Find and copy each line of the data that includes "struct".
Start of Data for this task
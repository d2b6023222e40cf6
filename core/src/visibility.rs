//! Role-based visibility rules.
//!
//! RULE: this filter is pure. Listings load active rows from the store
//! and scope them here; no SQL encodes role logic.

use crate::{
    complaint::{ComplaintRecord, WorkingStatus},
    role::Role,
};

/// Which slice of the visible complaints a listing wants.
#[derive(Debug, Clone, Copy, PartialEq, Eq)]
pub enum ComplaintView {
    /// Everything the viewer may see.
    All,
    /// Only pending complaints — the "waiting on a decision" queue.
    PendingOnly,
}

impl ComplaintView {
    pub fn allows(&self, status: WorkingStatus) -> bool {
        match self {
            Self::All => true,
            Self::PendingOnly => status == WorkingStatus::Pending,
        }
    }
}

/// Whether `viewer_id` (holding `viewer_role`) may see this complaint.
///
/// - Deleted complaints are invisible to everyone, admins included.
/// - Admins see every live complaint.
/// - Coordinators see the complaints they created.
/// - Mechanics see the complaints assigned to them, regardless of status.
pub fn is_visible(complaint: &ComplaintRecord, viewer_role: Role, viewer_id: &str) -> bool {
    if complaint.is_deleted {
        return false;
    }
    match viewer_role {
        Role::Admin => true,
        Role::Coordinator => complaint.created_by == viewer_id,
        Role::Mechanic => complaint.assigned_mechanic_id.as_deref() == Some(viewer_id),
    }
}

/// Scope a batch of complaints to one viewer and view.
pub fn scope(
    complaints: Vec<ComplaintRecord>,
    viewer_role: Role,
    viewer_id: &str,
    view: ComplaintView,
) -> Vec<ComplaintRecord> {
    complaints
        .into_iter()
        .filter(|c| is_visible(c, viewer_role, viewer_id) && view.allows(c.working_status))
        .collect()
}
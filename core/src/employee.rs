//! Employee directory records — admins, coordinators, mechanics.

use crate::{
    customer::validate_contact,
    error::DeskResult,
    role::Role,
    types::EntityId,
};
use chrono::{DateTime, Utc};
use serde::{Deserialize, Serialize};
use uuid::Uuid;

#[derive(Debug, Clone, Serialize, Deserialize)]
pub struct EmployeeRecord {
    pub employee_id: EntityId,
    pub name: String,
    pub role: Role,
    pub email: String,
    pub phone: String,
    pub created_at: DateTime<Utc>,
    pub updated_at: DateTime<Utc>,
    pub is_deleted: bool,
}

impl EmployeeRecord {
    pub fn new(
        name: String,
        role: Role,
        email: String,
        phone: String,
        now: DateTime<Utc>,
    ) -> DeskResult<Self> {
        validate_contact(&name, &email, &phone)?;
        Ok(Self {
            employee_id: format!("emp-{}", Uuid::new_v4()),
            name,
            role,
            email,
            phone,
            created_at: now,
            updated_at: now,
            is_deleted: false,
        })
    }
}
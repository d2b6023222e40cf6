//! servicedesk-core — the domain core of the service-complaint desk.
//!
//! Complaints move through a fixed lifecycle:
//!   pending → accepted → processing → completed
//!   pending → rejected
//!
//! RULES:
//!   - Status and role vocabularies are closed enums. No status or role
//!     string exists outside `complaint.rs` / `role.rs`.
//!   - The transition rule is pure. It never touches the store.
//!   - Only the store module talks to SQLite.
//!   - Notification delivery never blocks or rolls back a transition.
//!
//! The desk module wires the pieces in dependency order:
//! store → transition rule → visibility filter → notification dispatch.

pub mod complaint;
pub mod config;
pub mod customer;
pub mod desk;
pub mod employee;
pub mod error;
pub mod event;
pub mod notification;
pub mod role;
pub mod store;
pub mod transition;
pub mod types;
pub mod upload;
pub mod visibility;
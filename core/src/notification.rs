//! Notification dispatch — transition to outbound messages.
//!
//! `on_transition` is a pure mapping; delivery goes through the
//! `NotificationTransport` seam. A failed delivery is the transport's
//! problem (retry, dead-letter), never the transition's: the status
//! change is already committed when dispatch runs.

use crate::{
    complaint::{ComplaintRecord, WorkingStatus},
    config::NotificationTemplates,
    customer::CustomerRecord,
    employee::EmployeeRecord,
    error::DeskResult,
};
use serde::{Deserialize, Serialize};

/// A message handed to an external transport (SMS, chat, socket).
#[derive(Debug, Clone, PartialEq, Eq, Serialize, Deserialize)]
pub struct OutboundMessage {
    pub recipient: String,
    pub text: String,
}

/// External delivery seam. Implementations own their delivery guarantees.
pub trait NotificationTransport: Send {
    fn deliver(&self, message: &OutboundMessage) -> DeskResult<()>;
}

/// Transport that writes messages to the log. Used by the runner and as
/// the default when no real SMS/chat backend is wired in.
pub struct LogTransport;

impl NotificationTransport for LogTransport {
    fn deliver(&self, message: &OutboundMessage) -> DeskResult<()> {
        log::info!("notify {}: {}", message.recipient, message.text);
        Ok(())
    }
}

/// Map a committed status change to its outbound messages.
///
/// - accepted, completed → one message to the customer (their phone)
/// - rejected            → one message to the creating coordinator
/// - anything else       → nothing
pub fn on_transition(
    complaint: &ComplaintRecord,
    customer: &CustomerRecord,
    actor: &EmployeeRecord,
    _previous: WorkingStatus,
    templates: &NotificationTemplates,
) -> Vec<OutboundMessage> {
    // Templates key off the new status alone.
    let text = |template: &str| {
        render(template, &complaint.complaint_id, complaint.working_status, &actor.name)
    };
    match complaint.working_status {
        WorkingStatus::Accepted => vec![OutboundMessage {
            recipient: customer.phone.clone(),
            text: text(&templates.accepted),
        }],
        WorkingStatus::Completed => vec![OutboundMessage {
            recipient: customer.phone.clone(),
            text: text(&templates.completed),
        }],
        WorkingStatus::Rejected => vec![OutboundMessage {
            recipient: complaint.created_by.clone(),
            text: text(&templates.rejected),
        }],
        WorkingStatus::Pending | WorkingStatus::Processing => Vec::new(),
    }
}

/// Fill the `{complaint_id}`, `{status}`, `{actor}` placeholders.
fn render(template: &str, complaint_id: &str, status: WorkingStatus, actor: &str) -> String {
    template
        .replace("{complaint_id}", complaint_id)
        .replace("{status}", status.as_str())
        .replace("{actor}", actor)
}
//! Desk configuration, loaded from JSON files in a data directory.

use anyhow::Context;
use serde::{Deserialize, Serialize};
use std::path::Path;

/// Message templates rendered on status transitions. Placeholders:
/// `{complaint_id}`, `{status}`, `{actor}`.
#[derive(Debug, Clone, Serialize, Deserialize)]
pub struct NotificationTemplates {
    pub accepted: String,
    pub rejected: String,
    pub completed: String,
}

impl Default for NotificationTemplates {
    fn default() -> Self {
        Self {
            accepted: "Your complaint {complaint_id} has been accepted by {actor}.".into(),
            rejected: "Complaint {complaint_id} was rejected by {actor}.".into(),
            completed: "Your complaint {complaint_id} is {status}. Resolved by {actor}.".into(),
        }
    }
}

#[derive(Debug, Clone, Deserialize)]
struct NotificationsFile {
    templates: NotificationTemplates,
}

#[derive(Debug, Clone, Default, Serialize, Deserialize)]
pub struct DeskConfig {
    pub notifications: NotificationTemplates,
}

impl DeskConfig {
    /// Load configuration from `<data_dir>/notifications.json`.
    pub fn load(data_dir: &str) -> anyhow::Result<Self> {
        let path = Path::new(data_dir).join("notifications.json");
        let content = std::fs::read_to_string(&path)
            .with_context(|| format!("reading {}", path.display()))?;
        let file: NotificationsFile = serde_json::from_str(&content)
            .with_context(|| format!("parsing {}", path.display()))?;
        Ok(Self {
            notifications: file.templates,
        })
    }
}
End of Data for this task
* [Answer box]
pub struct EmployeeRecord {
pub struct OutboundMessage {
pub struct LogTransport;
pub struct NotificationTemplates {
struct NotificationsFile {
pub struct DeskConfig {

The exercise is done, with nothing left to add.